'''

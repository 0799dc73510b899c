use crate::cue::error::{CueError, CueResult};
use crate::cue::models::Album;
use crate::cue::rules::{RULES, RuleMatch, Scope, SheetBuilder};
use crate::cue::timecode::TimecodePolicy;
use log::debug;
use std::path::Path;

pub mod error;
pub mod models;
mod rules;
pub mod timecode;

#[derive(Debug, Clone, Copy, Eq, PartialEq)]
pub struct ParserConfig {
    /// Fail on structural problems and validate required fields after parsing.
    pub strict: bool,
    /// Keep unknown `REM` keys in the custom field maps.
    pub parse_custom_remarks: bool,
    pub timecodes: TimecodePolicy,
}

impl Default for ParserConfig {
    fn default() -> Self {
        Self {
            strict: false,
            parse_custom_remarks: true,
            timecodes: TimecodePolicy::Lenient,
        }
    }
}

#[derive(Debug, Clone, Default)]
pub struct CueParser {
    config: ParserConfig,
}

impl CueParser {
    pub fn new(config: ParserConfig) -> Self {
        Self { config }
    }

    pub fn config(&self) -> &ParserConfig {
        &self.config
    }

    /// Reads and parses the sheet at `cue_path`. Bytes that are not valid UTF-8 are replaced.
    pub fn parse_path(&self, cue_path: impl AsRef<Path>) -> CueResult<Album> {
        let data = std::fs::read(cue_path.as_ref())?;
        debug!("Parsing CUE file: {:?}", cue_path.as_ref());
        self.parse(&String::from_utf8_lossy(&data))
    }

    pub fn parse(&self, text: &str) -> CueResult<Album> {
        let text = text.strip_prefix('\u{feff}').unwrap_or(text);
        let mut builder = SheetBuilder::new(self.config);

        for (idx, line) in text.lines().enumerate() {
            builder.set_line(idx + 1);
            if line.trim().is_empty() {
                continue;
            }
            self.classify(&mut builder, line)?;
        }

        let album = builder.finish();

        if self.config.strict {
            album.validate()?;
        }

        Ok(album)
    }

    fn classify(&self, builder: &mut SheetBuilder, line: &str) -> CueResult<()> {
        for rule in RULES.iter() {
            match rule.apply(builder, line)? {
                RuleMatch::Applied => return Ok(()),
                RuleMatch::OutOfScope if self.config.strict && rule.scope == Scope::Track => {
                    return Err(CueError::MalformedSheet {
                        line: builder.line(),
                        reason: format!("{} outside of a TRACK", rule.name),
                    });
                }
                RuleMatch::OutOfScope | RuleMatch::NoMatch => {}
            }
        }

        debug!("Line {}: ignoring `{}`", builder.line(), line.trim());
        Ok(())
    }
}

'''

=== Activity ===
Your task is to copy every entry above, exactly as written.

=== Task solution ===
repository 0799dc73510b899c
use crate::cue::error::{CueError, CueResult};
use crate::cue::models::Album;
use crate::cue::rules::{RULES, RuleMatch, Scope, SheetBuilder};
use crate::cue::timecode::TimecodePolicy;
use log::debug;
use std::path::Path;

pub mod error;
pub mod models;
mod rules;
pub mod timecode;

#[derive(Debug, Clone, Copy, Eq, PartialEq)]
pub struct ParserConfig {
    /// Fail on structural problems and validate required fields after parsing.
    pub strict: bool,
    /// Keep unknown `REM` keys in the custom field maps.
    pub parse_custom_remarks: bool,
    pub timecodes: TimecodePolicy,
}

impl Default for ParserConfig {
    fn default() -> Self {
        Self {
            strict: false,
            parse_custom_remarks: true,
            timecodes: TimecodePolicy::Lenient,
        }
    }
}

#[derive(Debug, Clone, Default)]
pub struct CueParser {
    config: ParserConfig,
}

impl CueParser {
    pub fn new(config: ParserConfig) -> Self {
        Self { config }
    }

    pub fn config(&self) -> &ParserConfig {
        &self.config
    }

    /// Reads and parses the sheet at `cue_path`. Bytes that are not valid UTF-8 are replaced.
    pub fn parse_path(&self, cue_path: impl AsRef<Path>) -> CueResult<Album> {
        let data = std::fs::read(cue_path.as_ref())?;
        debug!("Parsing CUE file: {:?}", cue_path.as_ref());
        self.parse(&String::from_utf8_lossy(&data))
    }

    pub fn parse(&self, text: &str) -> CueResult<Album> {
        let text = text.strip_prefix('\u{feff}').unwrap_or(text);
        let mut builder = SheetBuilder::new(self.config);

        for (idx, line) in text.lines().enumerate() {
            builder.set_line(idx + 1);
            if line.trim().is_empty() {
                continue;
            }
            self.classify(&mut builder, line)?;
        }

        let album = builder.finish();

        if self.config.strict {
            album.validate()?;
        }

        Ok(album)
    }

    fn classify(&self, builder: &mut SheetBuilder, line: &str) -> CueResult<()> {
        for rule in RULES.iter() {
            match rule.apply(builder, line)? {
                RuleMatch::Applied => return Ok(()),
                RuleMatch::OutOfScope if self.config.strict && rule.scope == Scope::Track => {
                    return Err(CueError::MalformedSheet {
                        line: builder.line(),
                        reason: format!("{} outside of a TRACK", rule.name),
                    });
                }
                RuleMatch::OutOfScope | RuleMatch::NoMatch => {}
            }
        }

        debug!("Line {}: ignoring `{}`", builder.line(), line.trim());
        Ok(())
    }
}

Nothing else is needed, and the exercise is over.